### What to work on
Find the line holding "filename src/runtime/recovery.rs" in the entries below. Give it again exactly, along with every line after it up to and including the line holding "still live gets".

### Material for the task
# # # # #

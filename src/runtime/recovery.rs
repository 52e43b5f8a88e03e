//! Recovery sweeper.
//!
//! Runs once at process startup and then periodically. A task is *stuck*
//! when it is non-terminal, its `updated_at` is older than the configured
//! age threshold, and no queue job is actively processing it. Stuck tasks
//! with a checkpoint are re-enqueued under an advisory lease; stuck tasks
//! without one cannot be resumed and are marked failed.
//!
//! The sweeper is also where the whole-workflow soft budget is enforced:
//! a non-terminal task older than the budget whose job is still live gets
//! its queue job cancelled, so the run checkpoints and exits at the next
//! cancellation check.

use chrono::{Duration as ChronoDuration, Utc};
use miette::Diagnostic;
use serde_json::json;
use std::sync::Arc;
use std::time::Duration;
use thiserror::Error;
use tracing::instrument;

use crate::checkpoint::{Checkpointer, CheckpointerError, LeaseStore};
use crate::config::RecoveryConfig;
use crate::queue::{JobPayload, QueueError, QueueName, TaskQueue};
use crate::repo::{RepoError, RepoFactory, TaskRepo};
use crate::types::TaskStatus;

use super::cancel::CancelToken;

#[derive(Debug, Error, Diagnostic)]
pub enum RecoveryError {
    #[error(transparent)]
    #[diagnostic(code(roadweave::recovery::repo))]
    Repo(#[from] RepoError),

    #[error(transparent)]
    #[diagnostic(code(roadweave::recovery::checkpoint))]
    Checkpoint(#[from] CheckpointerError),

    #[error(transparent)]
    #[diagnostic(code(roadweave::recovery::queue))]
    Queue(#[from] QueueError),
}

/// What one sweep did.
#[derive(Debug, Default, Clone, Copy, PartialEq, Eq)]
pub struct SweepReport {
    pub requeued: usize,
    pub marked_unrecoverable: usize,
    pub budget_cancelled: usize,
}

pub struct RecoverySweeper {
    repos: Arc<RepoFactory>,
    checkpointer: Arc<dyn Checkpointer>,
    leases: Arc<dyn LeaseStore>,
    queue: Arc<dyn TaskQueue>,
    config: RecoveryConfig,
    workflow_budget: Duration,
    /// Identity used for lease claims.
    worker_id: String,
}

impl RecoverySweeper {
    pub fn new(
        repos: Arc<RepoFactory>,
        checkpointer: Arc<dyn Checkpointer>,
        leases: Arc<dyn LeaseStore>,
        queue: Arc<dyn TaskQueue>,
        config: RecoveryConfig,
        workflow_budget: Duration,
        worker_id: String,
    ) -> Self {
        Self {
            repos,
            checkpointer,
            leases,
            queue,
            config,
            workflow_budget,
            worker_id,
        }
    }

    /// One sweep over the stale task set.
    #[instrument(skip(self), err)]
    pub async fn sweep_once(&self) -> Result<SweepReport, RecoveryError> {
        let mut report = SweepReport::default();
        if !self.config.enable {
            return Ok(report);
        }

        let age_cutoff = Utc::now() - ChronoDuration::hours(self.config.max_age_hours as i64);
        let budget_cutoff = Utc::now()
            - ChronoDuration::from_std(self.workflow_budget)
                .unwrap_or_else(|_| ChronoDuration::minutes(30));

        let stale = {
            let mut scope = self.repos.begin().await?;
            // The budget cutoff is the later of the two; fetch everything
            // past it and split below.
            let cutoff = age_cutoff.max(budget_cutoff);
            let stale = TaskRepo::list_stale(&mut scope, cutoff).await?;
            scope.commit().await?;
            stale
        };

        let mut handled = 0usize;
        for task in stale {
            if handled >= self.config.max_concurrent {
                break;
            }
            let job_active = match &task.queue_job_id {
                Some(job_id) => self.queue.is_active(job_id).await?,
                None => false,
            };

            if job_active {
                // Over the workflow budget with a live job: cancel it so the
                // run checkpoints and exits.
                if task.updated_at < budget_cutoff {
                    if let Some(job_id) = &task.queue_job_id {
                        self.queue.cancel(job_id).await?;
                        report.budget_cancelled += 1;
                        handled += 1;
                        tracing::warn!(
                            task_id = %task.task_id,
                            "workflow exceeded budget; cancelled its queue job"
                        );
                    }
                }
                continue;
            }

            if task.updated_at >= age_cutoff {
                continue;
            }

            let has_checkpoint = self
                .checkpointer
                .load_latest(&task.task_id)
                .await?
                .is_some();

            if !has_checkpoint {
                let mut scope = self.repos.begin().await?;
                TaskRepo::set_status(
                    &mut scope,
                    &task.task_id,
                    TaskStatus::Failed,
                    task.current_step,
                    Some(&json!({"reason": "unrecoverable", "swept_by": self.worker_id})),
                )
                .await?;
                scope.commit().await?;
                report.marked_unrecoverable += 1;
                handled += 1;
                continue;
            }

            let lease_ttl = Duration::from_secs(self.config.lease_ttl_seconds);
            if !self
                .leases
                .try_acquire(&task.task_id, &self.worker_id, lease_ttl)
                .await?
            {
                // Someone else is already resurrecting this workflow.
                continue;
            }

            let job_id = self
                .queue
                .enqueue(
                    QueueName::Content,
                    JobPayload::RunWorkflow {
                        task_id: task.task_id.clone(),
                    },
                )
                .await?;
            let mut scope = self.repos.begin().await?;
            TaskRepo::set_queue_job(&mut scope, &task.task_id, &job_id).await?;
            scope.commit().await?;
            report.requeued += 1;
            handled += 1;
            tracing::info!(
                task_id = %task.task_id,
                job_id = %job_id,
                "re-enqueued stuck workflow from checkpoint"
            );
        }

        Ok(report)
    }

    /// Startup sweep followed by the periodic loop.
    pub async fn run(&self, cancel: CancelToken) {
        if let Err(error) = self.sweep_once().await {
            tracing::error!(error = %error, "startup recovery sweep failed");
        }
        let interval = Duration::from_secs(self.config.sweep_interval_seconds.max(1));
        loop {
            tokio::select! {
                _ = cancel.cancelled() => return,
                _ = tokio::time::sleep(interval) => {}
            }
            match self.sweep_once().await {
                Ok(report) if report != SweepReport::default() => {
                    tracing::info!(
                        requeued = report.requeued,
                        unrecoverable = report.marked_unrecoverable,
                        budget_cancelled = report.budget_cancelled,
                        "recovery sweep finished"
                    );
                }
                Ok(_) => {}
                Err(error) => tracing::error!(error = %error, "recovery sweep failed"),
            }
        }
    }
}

# # # # #

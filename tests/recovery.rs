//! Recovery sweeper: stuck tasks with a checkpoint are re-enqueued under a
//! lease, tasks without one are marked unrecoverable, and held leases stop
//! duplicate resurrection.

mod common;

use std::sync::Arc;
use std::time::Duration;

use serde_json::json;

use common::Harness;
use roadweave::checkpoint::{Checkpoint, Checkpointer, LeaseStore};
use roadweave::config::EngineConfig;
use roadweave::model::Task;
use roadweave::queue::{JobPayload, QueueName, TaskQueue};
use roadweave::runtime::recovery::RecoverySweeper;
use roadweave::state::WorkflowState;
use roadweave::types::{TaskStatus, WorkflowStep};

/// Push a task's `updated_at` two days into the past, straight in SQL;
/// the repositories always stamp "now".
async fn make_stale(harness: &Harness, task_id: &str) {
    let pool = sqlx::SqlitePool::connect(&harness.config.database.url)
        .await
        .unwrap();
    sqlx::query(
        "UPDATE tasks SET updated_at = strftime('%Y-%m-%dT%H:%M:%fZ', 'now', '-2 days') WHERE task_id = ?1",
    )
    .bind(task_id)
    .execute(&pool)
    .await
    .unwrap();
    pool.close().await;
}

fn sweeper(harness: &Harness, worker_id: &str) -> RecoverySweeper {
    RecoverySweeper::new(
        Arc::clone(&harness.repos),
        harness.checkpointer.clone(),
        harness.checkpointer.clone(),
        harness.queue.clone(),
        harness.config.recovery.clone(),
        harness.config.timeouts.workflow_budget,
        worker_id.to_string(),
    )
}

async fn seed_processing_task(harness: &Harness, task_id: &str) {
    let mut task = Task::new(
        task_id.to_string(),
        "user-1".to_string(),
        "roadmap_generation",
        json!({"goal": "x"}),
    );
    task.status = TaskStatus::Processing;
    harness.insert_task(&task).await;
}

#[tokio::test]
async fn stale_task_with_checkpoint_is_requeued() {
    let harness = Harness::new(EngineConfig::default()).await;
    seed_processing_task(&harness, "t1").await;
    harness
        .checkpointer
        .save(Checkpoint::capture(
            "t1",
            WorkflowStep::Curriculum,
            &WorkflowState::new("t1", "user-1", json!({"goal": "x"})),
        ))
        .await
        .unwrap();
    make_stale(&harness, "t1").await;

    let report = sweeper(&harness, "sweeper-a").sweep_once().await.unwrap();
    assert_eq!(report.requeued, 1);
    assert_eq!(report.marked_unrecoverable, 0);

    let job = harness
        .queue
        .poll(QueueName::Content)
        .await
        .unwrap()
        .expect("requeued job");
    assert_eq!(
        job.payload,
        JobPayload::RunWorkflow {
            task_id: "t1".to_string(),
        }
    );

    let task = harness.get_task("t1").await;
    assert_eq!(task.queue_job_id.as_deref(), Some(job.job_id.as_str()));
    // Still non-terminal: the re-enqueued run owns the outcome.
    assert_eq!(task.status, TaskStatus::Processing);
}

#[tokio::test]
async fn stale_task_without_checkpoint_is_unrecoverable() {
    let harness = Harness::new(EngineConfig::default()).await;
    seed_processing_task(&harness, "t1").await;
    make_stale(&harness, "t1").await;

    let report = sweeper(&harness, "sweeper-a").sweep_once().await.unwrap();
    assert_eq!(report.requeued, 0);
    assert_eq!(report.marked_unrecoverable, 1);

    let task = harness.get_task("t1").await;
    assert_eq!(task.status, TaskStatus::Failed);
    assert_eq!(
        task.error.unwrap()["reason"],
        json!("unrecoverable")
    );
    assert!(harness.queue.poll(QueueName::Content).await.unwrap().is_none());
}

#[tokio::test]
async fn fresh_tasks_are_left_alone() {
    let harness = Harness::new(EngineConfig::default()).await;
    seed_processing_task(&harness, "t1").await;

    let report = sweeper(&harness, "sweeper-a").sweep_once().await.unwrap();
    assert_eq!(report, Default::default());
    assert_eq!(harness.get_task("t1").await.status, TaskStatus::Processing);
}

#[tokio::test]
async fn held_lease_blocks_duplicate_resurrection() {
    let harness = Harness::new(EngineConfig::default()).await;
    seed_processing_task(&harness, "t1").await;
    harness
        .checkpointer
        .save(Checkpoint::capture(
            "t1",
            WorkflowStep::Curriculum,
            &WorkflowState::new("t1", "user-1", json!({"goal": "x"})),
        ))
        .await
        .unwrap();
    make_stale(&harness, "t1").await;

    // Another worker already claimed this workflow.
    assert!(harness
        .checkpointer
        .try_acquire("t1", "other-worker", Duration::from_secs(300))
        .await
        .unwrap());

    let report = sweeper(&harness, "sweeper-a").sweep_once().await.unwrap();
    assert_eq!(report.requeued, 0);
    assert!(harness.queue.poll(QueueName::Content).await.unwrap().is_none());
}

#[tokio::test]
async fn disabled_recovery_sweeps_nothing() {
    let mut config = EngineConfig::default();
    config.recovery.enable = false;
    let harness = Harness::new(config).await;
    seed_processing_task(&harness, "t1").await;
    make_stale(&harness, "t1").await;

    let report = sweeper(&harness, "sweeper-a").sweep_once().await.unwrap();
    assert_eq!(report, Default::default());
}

# # # # #

### Solution
filename src/runtime/recovery.rs
repository 52e43b5f8a88e03e
//! Recovery sweeper.
//!
//! Runs once at process startup and then periodically. A task is *stuck*
//! when it is non-terminal, its `updated_at` is older than the configured
//! age threshold, and no queue job is actively processing it. Stuck tasks
//! with a checkpoint are re-enqueued under an advisory lease; stuck tasks
//! without one cannot be resumed and are marked failed.
//!
//! The sweeper is also where the whole-workflow soft budget is enforced:
//! a non-terminal task older than the budget whose job is still live gets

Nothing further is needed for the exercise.